TASK GOAL:
Whenever the word "LruParseCache" turns up in a line below, that line should be copied.

--- RAW DATA Enclosed Below ---

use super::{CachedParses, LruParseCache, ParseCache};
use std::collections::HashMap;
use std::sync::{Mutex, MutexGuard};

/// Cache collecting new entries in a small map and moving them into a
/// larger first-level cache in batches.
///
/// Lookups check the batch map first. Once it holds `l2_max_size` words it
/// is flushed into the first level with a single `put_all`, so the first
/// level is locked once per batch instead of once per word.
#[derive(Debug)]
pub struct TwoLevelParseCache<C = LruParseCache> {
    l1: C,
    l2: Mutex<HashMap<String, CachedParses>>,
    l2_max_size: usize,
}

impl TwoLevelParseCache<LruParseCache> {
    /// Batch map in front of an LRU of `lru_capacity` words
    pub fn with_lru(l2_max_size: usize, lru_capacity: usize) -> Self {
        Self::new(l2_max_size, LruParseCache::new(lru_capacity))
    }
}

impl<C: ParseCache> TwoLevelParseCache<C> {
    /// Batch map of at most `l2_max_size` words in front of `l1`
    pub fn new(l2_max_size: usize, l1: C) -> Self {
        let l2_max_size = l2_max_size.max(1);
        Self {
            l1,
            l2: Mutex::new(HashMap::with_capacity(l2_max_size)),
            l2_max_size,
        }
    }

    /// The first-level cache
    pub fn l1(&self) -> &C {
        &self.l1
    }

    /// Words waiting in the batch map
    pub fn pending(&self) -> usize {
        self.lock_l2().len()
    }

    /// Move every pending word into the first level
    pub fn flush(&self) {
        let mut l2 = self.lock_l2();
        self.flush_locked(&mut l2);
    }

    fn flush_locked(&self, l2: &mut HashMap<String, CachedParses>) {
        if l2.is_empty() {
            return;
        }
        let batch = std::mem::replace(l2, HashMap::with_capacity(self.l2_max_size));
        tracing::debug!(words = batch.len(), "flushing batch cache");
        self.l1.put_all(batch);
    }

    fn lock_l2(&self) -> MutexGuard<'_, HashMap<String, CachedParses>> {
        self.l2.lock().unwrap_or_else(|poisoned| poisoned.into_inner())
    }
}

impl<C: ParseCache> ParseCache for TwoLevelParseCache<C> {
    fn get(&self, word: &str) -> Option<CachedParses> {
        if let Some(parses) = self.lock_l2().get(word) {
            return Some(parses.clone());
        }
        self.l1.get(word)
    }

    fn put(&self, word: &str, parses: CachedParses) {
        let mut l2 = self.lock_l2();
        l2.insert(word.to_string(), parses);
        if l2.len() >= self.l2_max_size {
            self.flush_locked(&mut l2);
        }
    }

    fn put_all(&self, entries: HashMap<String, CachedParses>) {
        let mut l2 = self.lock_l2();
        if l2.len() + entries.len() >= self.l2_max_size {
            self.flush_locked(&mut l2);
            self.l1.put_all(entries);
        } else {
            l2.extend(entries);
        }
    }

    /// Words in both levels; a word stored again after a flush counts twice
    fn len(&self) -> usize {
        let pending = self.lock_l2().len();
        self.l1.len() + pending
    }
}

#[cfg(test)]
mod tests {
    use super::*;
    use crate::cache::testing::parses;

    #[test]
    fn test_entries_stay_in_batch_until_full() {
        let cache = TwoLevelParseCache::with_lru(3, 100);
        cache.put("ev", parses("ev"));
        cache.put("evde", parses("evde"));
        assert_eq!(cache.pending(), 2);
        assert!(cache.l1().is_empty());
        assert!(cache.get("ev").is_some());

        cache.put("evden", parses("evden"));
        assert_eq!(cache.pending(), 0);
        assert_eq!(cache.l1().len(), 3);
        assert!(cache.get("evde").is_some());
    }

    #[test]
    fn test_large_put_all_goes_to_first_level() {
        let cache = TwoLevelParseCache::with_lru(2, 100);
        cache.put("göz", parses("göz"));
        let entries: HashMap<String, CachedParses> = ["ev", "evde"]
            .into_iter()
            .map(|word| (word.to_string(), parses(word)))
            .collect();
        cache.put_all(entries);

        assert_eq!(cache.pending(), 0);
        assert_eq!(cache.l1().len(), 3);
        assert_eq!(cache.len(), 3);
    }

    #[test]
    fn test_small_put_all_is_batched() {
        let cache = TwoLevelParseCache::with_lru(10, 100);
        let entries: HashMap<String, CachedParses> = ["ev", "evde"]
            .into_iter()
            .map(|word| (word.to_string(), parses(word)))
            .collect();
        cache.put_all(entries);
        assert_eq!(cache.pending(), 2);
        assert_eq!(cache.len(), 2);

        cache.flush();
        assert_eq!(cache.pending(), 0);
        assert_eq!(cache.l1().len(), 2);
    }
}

--- End of Enclosed RAW DATA ---

RESULT OF THE EXERCISE:
use super::{CachedParses, LruParseCache, ParseCache};
pub struct TwoLevelParseCache<C = LruParseCache> {
impl TwoLevelParseCache<LruParseCache> {
        Self::new(l2_max_size, LruParseCache::new(lru_capacity))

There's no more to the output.